TASK DIRECTIONS = Answer with a single number: how many lines in the listing below include "types"?

=== DATA RECORDS ===

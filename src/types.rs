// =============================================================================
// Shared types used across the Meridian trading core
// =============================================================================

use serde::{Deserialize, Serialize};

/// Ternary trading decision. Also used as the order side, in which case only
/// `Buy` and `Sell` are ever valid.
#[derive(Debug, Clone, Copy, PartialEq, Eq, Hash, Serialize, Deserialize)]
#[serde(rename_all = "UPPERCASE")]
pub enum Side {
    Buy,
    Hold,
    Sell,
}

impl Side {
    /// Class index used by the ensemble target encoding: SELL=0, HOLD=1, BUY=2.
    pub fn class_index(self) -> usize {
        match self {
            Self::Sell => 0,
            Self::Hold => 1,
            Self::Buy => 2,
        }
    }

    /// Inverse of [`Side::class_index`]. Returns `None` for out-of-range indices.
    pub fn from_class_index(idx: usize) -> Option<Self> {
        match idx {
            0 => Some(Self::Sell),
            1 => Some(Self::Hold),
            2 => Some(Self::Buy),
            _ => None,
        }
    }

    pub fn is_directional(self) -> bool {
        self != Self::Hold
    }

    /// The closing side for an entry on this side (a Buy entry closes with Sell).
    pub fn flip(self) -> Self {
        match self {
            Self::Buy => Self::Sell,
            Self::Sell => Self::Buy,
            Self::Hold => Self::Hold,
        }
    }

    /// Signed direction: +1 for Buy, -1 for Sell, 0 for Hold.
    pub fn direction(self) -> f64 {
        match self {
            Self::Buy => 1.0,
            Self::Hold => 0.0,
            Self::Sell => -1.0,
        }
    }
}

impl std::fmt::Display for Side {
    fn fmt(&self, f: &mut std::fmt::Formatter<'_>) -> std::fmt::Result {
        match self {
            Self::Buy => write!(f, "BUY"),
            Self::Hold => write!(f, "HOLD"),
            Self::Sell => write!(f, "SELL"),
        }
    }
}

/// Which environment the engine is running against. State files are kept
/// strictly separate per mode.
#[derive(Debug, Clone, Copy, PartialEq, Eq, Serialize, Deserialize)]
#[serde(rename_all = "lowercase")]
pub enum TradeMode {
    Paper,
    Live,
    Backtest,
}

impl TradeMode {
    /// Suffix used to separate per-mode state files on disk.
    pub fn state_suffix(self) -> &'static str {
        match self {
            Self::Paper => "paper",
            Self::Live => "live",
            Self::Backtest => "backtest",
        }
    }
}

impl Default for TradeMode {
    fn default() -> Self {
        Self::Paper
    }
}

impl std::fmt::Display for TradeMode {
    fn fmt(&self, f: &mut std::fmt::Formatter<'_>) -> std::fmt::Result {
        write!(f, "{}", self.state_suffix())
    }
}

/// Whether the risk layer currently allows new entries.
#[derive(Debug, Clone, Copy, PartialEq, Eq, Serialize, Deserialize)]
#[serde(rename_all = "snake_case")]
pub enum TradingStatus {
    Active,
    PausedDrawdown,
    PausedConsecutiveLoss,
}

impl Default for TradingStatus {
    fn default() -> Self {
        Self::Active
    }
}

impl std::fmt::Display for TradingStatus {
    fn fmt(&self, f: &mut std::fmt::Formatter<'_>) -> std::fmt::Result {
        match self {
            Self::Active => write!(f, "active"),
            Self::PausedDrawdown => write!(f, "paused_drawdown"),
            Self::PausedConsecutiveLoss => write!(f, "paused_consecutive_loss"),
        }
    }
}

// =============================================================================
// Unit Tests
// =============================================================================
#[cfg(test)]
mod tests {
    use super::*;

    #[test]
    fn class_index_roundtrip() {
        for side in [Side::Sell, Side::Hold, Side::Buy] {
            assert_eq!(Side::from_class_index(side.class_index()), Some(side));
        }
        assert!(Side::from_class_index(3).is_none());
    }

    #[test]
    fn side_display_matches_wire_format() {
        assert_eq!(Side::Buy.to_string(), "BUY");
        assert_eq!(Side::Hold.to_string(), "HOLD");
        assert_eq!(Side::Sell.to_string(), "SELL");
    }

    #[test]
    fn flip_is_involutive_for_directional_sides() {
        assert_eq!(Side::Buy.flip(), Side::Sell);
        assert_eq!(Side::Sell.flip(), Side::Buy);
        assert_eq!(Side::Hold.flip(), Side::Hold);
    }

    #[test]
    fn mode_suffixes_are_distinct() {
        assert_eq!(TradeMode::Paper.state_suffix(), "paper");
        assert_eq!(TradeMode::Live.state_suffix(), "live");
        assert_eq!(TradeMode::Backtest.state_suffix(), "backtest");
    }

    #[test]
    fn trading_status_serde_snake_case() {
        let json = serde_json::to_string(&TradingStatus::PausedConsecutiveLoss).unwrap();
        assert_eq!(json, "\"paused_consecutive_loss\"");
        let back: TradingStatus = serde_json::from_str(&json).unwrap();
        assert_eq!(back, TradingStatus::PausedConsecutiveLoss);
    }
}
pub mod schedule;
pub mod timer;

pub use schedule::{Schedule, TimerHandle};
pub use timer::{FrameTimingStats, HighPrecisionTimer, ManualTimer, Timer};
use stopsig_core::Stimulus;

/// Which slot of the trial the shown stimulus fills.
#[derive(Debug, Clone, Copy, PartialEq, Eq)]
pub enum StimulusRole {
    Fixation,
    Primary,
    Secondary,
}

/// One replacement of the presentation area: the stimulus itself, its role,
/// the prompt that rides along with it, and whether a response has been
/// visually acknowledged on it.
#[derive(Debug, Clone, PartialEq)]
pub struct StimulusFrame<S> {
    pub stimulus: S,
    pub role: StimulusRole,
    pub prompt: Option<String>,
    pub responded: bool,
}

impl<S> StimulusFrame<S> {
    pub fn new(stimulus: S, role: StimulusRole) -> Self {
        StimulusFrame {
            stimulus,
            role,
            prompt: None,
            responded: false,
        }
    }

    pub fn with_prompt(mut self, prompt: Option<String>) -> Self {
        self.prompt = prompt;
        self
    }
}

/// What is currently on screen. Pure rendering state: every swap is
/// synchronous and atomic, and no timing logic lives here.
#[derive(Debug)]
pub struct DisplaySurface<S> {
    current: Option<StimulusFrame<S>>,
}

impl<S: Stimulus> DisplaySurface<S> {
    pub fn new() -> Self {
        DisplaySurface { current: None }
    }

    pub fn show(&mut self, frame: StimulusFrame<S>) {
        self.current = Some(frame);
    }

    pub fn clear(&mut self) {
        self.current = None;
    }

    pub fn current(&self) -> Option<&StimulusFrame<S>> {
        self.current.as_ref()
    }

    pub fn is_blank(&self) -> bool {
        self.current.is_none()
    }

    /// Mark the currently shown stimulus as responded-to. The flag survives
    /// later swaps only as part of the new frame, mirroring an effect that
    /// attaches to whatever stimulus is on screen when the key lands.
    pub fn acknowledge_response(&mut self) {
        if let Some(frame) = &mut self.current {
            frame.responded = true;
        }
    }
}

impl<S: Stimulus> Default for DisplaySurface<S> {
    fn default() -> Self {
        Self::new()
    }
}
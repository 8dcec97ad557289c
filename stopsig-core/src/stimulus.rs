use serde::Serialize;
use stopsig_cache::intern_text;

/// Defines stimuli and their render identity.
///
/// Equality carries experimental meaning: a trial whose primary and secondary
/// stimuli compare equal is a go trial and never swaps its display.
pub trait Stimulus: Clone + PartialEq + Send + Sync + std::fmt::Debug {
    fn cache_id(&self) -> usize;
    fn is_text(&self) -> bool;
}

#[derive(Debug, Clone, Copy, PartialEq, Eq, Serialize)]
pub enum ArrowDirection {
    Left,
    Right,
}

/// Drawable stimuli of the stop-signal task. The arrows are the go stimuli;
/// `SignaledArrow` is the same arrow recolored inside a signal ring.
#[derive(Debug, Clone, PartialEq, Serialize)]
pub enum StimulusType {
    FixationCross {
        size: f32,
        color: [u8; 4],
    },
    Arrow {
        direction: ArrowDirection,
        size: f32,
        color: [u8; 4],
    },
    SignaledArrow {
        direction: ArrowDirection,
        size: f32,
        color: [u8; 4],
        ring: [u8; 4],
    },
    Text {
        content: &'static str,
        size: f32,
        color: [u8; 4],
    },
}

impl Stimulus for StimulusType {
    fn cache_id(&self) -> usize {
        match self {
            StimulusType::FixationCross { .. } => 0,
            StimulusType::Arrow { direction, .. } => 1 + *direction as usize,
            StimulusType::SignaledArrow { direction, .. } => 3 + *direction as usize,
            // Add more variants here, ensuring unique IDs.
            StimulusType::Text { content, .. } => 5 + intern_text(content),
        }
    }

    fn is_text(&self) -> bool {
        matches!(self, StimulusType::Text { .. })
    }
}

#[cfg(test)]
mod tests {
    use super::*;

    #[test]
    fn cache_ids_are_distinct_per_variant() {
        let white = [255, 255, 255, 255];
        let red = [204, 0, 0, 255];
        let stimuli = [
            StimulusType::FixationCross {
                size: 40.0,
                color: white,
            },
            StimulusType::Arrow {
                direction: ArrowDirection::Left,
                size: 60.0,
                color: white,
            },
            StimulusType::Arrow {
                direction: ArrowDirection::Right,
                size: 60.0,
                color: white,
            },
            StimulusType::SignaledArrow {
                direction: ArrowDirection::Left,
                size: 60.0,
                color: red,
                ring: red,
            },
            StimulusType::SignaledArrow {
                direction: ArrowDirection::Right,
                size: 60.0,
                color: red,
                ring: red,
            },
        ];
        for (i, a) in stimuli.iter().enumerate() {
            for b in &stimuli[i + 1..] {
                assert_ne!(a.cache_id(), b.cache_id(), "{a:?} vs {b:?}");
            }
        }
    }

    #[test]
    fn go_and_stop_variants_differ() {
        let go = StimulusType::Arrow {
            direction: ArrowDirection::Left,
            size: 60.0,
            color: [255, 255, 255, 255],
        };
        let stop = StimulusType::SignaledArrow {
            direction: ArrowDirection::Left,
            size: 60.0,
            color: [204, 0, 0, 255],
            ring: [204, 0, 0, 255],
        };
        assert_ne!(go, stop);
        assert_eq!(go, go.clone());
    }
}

===

TASK RESULT = 2